Micron (MU) investors may be facing one of the biggest questions in the AI trade: whether surging demand for memory chips can keep justifying the stock’s explosive rally.
The News
In a new episode of the bank’s Thoughts on the Market podcast, Morgan Stanley head of Europe and Asia technology research Shawn Kim says the memory market is forecast to surge from $220 billion in 2025 to about $890 billion in 2026, a near-quadrupling fueled entirely by AI infrastructure.
“Expectations for 2026 memory revenues rose 71% in just three months. That implies roughly $600 billion of incremental memory revenues in 2026, more than the annual market for smartphones, PCs, or servers, each taken on its own.”
According to Kim, demand is being driven by high-bandwidth memory (HBM) as AI models become increasingly memory-hungry.
“A newer AI chip uses seven times more HBM than earlier generations. A full system uses about 65 times more. Across an entire AI datacenter buildout, the jump gets even bigger. HBM has gone roughly from 10 terabytes in 2020 to about 18 petabytes in 2026, orders of magnitude more. This demand is running into a supply chain that cannot respond quickly.”
What It Means for Investors
The HBM market is dominated by three players: SK Hynix, Samsung and Micron. Among the three, only Micron is a direct US-listed play, which largely explains why MU is up nearly 190% year-to-date.
According to Kim, demand for HBMs exploded by 1,800x in just six years. While he did not get into the specifics driving growth, UBS hinted that structural changes in AI are the catalyst propelling the demand explosion.
The structural change is the way AI models process data nowadays. Back then, models typically answered user queries with internet text. Earlier AI workloads were more heavily associated with training and text generation. Today, more investor attention is shifting toward inference, where deployed models process prompts, retrieve context, reason through tasks and generate outputs at massive scale.
This is where Micron’s HBM3E comes into play, as it is designed to deliver speed, capacity and power efficiency, all of which are ideal for AI inference.
The data shows that the inference market is poised for massive growth in the coming years.
What the Data Says
The data on the total addressable market (TAM) for fast inference varies. The intelligence platform MarketsandMarkets forecasts the TAM for AI inference surging from $106.15 billion in 2025 to $255 billion in 2030.

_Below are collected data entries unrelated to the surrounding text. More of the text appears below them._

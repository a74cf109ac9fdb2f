//! Drive a Hyper-V guest through PowerShell Direct.
//!
//! Run with: cargo run -p psdirect-cli -- --vm build-vm exec hostname
//!
//! Credentials fall back to `PSDIRECT_VM_NAME`, `PSDIRECT_USERNAME` and
//! `PSDIRECT_PASSWORD`. Set `RUST_LOG=debug` and `PSDIRECT_VERBOSE=1` to see
//! every script invocation.

use std::{path::PathBuf, process::ExitCode};

use anyhow::{Context, Result, bail};
use clap::{Parser, Subcommand};
use psdirect_core::{Communicator, PowershellDirectConfig, RemoteCmd};
use psdirect_session::DirectCommunicator;
use tokio_util::sync::CancellationToken;
use tracing_subscriber::{layer::SubscriberExt, util::SubscriberInitExt};

#[derive(Parser)]
#[command(name = "psdirect", about = "Run commands and copy files in a Hyper-V guest")]
struct Cli {
    /// Name of the virtual machine.
    #[arg(long, env = "PSDIRECT_VM_NAME", default_value = "")]
    vm: String,

    /// Guest account name.
    #[arg(long, env = "PSDIRECT_USERNAME", default_value = "")]
    username: String,

    /// Guest account password.
    #[arg(long, env = "PSDIRECT_PASSWORD", default_value = "", hide_env_values = true)]
    password: String,

    #[command(subcommand)]
    command: Command,
}

#[derive(Subcommand)]
enum Command {
    /// Run a command in the guest and exit with its status.
    Exec {
        /// Command text, joined with spaces.
        #[arg(required = true, trailing_var_arg = true)]
        command: Vec<String>,
    },

    /// Copy a local file into the guest.
    Upload { local: PathBuf, remote: String },

    /// Copy a guest file to the local machine.
    Download { remote: String, local: PathBuf },

    /// Copy a local directory into the guest. A trailing separator on `src`
    /// copies only its contents.
    UploadDir {
        src: String,
        dst: String,
        #[arg(long)]
        exclude: Vec<String>,
    },

    /// Copy a guest directory to the local machine.
    DownloadDir {
        src: String,
        dst: String,
        #[arg(long)]
        exclude: Vec<String>,
    },
}

#[tokio::main]
async fn main() -> ExitCode {
    tracing_subscriber::registry()
        .with(tracing_subscriber::fmt::layer().with_writer(std::io::stderr))
        .with(
            tracing_subscriber::EnvFilter::try_from_default_env()
                .unwrap_or_else(|_| "info".into()),
        )
        .init();

    match run(Cli::parse()).await {
        Ok(code) => code,
        Err(e) => {
            eprintln!("Error: {e:#}");
            ExitCode::FAILURE
        }
    }
}

async fn run(cli: Cli) -> Result<ExitCode> {
    let config = PowershellDirectConfig {
        vm_name: cli.vm,
        username: cli.username,
        password: cli.password,
    };

    let problems = config.prepare();
    if !problems.is_empty() {
        let messages: Vec<String> = problems.iter().map(ToString::to_string).collect();
        bail!("invalid configuration:\n  {}", messages.join("\n  "));
    }

    let comm = DirectCommunicator::new("", &config)?;

    match cli.command {
        Command::Exec { command } => return exec(&comm, command.join(" ")).await,
        Command::Upload { local, remote } => {
            let mut file = tokio::fs::File::open(&local)
                .await
                .with_context(|| format!("open {}", local.display()))?;
            comm.upload(&remote, Some(&mut file)).await?;
        }
        Command::Download { remote, local } => {
            let mut file = tokio::fs::File::create(&local)
                .await
                .with_context(|| format!("create {}", local.display()))?;
            comm.download(&remote, Some(&mut file)).await?;
        }
        Command::UploadDir { src, dst, exclude } => comm.upload_dir(&dst, &src, &exclude).await?,
        Command::DownloadDir { src, dst, exclude } => {
            comm.download_dir(&src, &dst, &exclude).await?;
        }
    }

    Ok(ExitCode::SUCCESS)
}

async fn exec(comm: &DirectCommunicator, command: String) -> Result<ExitCode> {
    let cancel = CancellationToken::new();
    let cmd = RemoteCmd::new(command)
        .with_stdout(tokio::io::stdout())
        .with_stderr(tokio::io::stderr());
    let handle = cmd.exit_handle();

    tokio::spawn({
        let cancel = cancel.clone();
        async move {
            if tokio::signal::ctrl_c().await.is_ok() {
                tracing::info!("Interrupted, cancelling remote command");
                cancel.cancel();
            }
        }
    });

    comm.start(Some(cmd), &cancel).await?;
    let code = handle.wait().await?;
    tracing::debug!(code, "Remote command finished");

    Ok(u8::try_from(code).map_or(ExitCode::FAILURE, ExitCode::from))
}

Meanwhile, Barclays analyst Tom O’Malley predicted that the TAM could reach $300 billion by 2030, and Mizuho projects aggressive growth to $550 billion by the end of the decade.
Institutional investors are positioning to capture the upside potential. Billionaire Ray Dalio’s Bridgewater Associates owns nearly $500 million in MU shares, while billionaire Paul Tudor Jones holds $120.091 million worth of MU shares as of Q1 of 2026.
The Bear Case
MU is slated to release its fiscal third-quarter 2026 earnings report on June 24th, 2026. In its fiscal Q2, Micron saw its revenue climb about 200% to $23.86 billion. The firm has previously guided for revenue to hit $33.5 billion in fiscal Q3.
The firm’s valuation is also stretched, with a price-to-earnings ratio of 44.23 compared to its historical average of 19.48 and the tech sector’s average of 36.32.

MU’s daily chart also shows a bearish divergence on the relative strength index (RSI), suggesting that buying momentum is slowing even though price continues to climb. The stock’s RSI has also dropped below 70, indicating a loss of momentum. In technical analysis, the signals suggest that a correction or a consolidation is in sight.

Investor Takeaway
The data shows that long-term structural tailwinds support Micron’s growth, but the market ebbs and flows, and MU is not immune to that cycle. Citi Research global head of technology and communications Heath Terry said that dips are for buying. If he’s correct, the price action before and after MU’s June 24th report could open opportunities for long-term investors and dip buyers.